When Grief Crosses Seven Seas

Vegetarian; Bangladesh; rape

Anjali Joshi, Staff Writer

I woke up this morning to the words “rape” and “six-year-old” being used in the same sentence. It was an unbridled assault to my senses that has left me shaken.

This week, tensions are running high as news spreads about parents protesting in the streets in Bangalore after a 6-year-old girl was raped in her school. Reports say that the young girl was allegedly assaulted when she left her classroom to go to the bathroom.   The rape is now raising questions about the safety of India’s schoolchildren and started yet another nationwide outrage over rampant sexual violence against girls and women. 

I have lived a sheltered life for the most part. My parents migrated to the North America before I even began school and, for a good portion of my life, my knowledge of my birthplace was limited to the country portrayed by Bollywood. Ignorance is bliss, they say. And, I can vouch for the statement: it was bliss.
But, my bliss was at the expense of so many others. There is something deeply unethical and inhumane about choosing to be ignorant and looking in the other direction while our fellow human beings grieve losses that are indescribable.
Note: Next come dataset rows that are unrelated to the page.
//! Status enums for payments and catalog refresh.

use serde::{Deserialize, Serialize};

use super::barcode::Barcode;

/// Payment submission status.
///
/// Every submission moves `Idle -> Pending -> Succeeded | Failed`. A settled
/// status stays visible until the next submission starts.
#[derive(Debug, Clone, PartialEq, Eq, Serialize, Deserialize, Default)]
#[serde(tag = "state", rename_all = "snake_case")]
pub enum PaymentStatus {
    #[default]
    Idle,
    Pending {
        barcode: Barcode,
        quantity: u32,
    },
    Succeeded {
        barcode: Barcode,
        message: String,
    },
    Failed {
        barcode: Barcode,
        message: String,
    },
}

impl PaymentStatus {
    /// Returns true while a submission is in flight.
    #[must_use]
    pub const fn is_pending(&self) -> bool {
        matches!(self, Self::Pending { .. })
    }

    /// Returns true once a submission has succeeded or failed.
    #[must_use]
    pub const fn is_settled(&self) -> bool {
        matches!(self, Self::Succeeded { .. } | Self::Failed { .. })
    }
}

/// What a catalog load does with stock held in the cart.
#[derive(Debug, Clone, Copy, PartialEq, Eq, Hash, Serialize, Deserialize, Default)]
#[serde(rename_all = "snake_case")]
pub enum RefreshPolicy {
    /// Subtract held cart quantities from freshly loaded stock, shrinking or
    /// dropping lines the fresh stock can no longer cover.
    #[default]
    Reserve,
    /// Replace the mirror verbatim. Held quantities are no longer reflected
    /// in catalog stock.
    Overwrite,
}

impl std::fmt::Display for RefreshPolicy {
    fn fmt(&self, f: &mut std::fmt::Formatter<'_>) -> std::fmt::Result {
        match self {
            Self::Reserve => write!(f, "reserve"),
            Self::Overwrite => write!(f, "overwrite"),
        }
    }
}

impl std::str::FromStr for RefreshPolicy {
    type Err = String;

    fn from_str(s: &str) -> Result<Self, Self::Err> {
        match s {
            "reserve" => Ok(Self::Reserve),
            "overwrite" => Ok(Self::Overwrite),
            _ => Err(format!("invalid refresh policy: {s}")),
        }
    }
}

#[cfg(test)]
#[allow(clippy::unwrap_used)]
mod tests {
    use serde_json::json;

    use super::*;

    #[test]
    fn test_payment_status_wire_format() {
        let status = PaymentStatus::Pending {
            barcode: Barcode::parse("A").unwrap(),
            quantity: 2,
        };
        assert_eq!(
            serde_json::to_value(&status).unwrap(),
            json!({"state": "pending", "barcode": "A", "quantity": 2})
        );
        assert_eq!(
            serde_json::to_value(PaymentStatus::Idle).unwrap(),
            json!({"state": "idle"})
        );
    }

    #[test]
    fn test_payment_status_predicates() {
        let barcode = Barcode::parse("A").unwrap();
        assert!(!PaymentStatus::Idle.is_pending());
        assert!(!PaymentStatus::Idle.is_settled());
        assert!(
            PaymentStatus::Failed {
                barcode,
                message: "out of stock".to_owned()
            }
            .is_settled()
        );
    }

    #[test]
    fn test_refresh_policy_round_trip() {
        for policy in [RefreshPolicy::Reserve, RefreshPolicy::Overwrite] {
            assert_eq!(policy.to_string().parse::<RefreshPolicy>(), Ok(policy));
        }
        assert!("merge".parse::<RefreshPolicy>().is_err());
        assert_eq!(RefreshPolicy::default(), RefreshPolicy::Reserve);
    }
}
Motherhood has transformed me to my very core; every news report about a child is no longer about just a child, it is about a child just like mine. I tell myself that incessant lie to keep the sickening thoughts from consuming me. It won’t ever happen to my little baby. We live in America. This is not our problem. It is a third-world problem.

Except, that it’s not. 1 in 5 girls and 1 in 20 boys have been sexually abused, often by someone they know. In America. These are reported incidents, and likely to be an under-representation of the true number of incidents.

We can’t look in the other direction. This is our problem.

The fact that a little princess (I refuse to make her faceless by using the term ‘the victim’, she is someone’s little girl) is only 6-years-old makes my heartache. An ache that brings waves of tears, and leaves me clutching my chest gasping for air. As a mother and as a teacher, I am mortified that such a heinous crime could take place within the supposedly safe walls of a school.

Bangalore; rape;

Photo: The Hindu.com

On the other side of the world, there is a mother whose heart is no different from mine. Her every breath sings a song of love for her children, her soul dances at the sight of her child’s smile, and her heart is the epitome of all that is unconditional and pure in this world.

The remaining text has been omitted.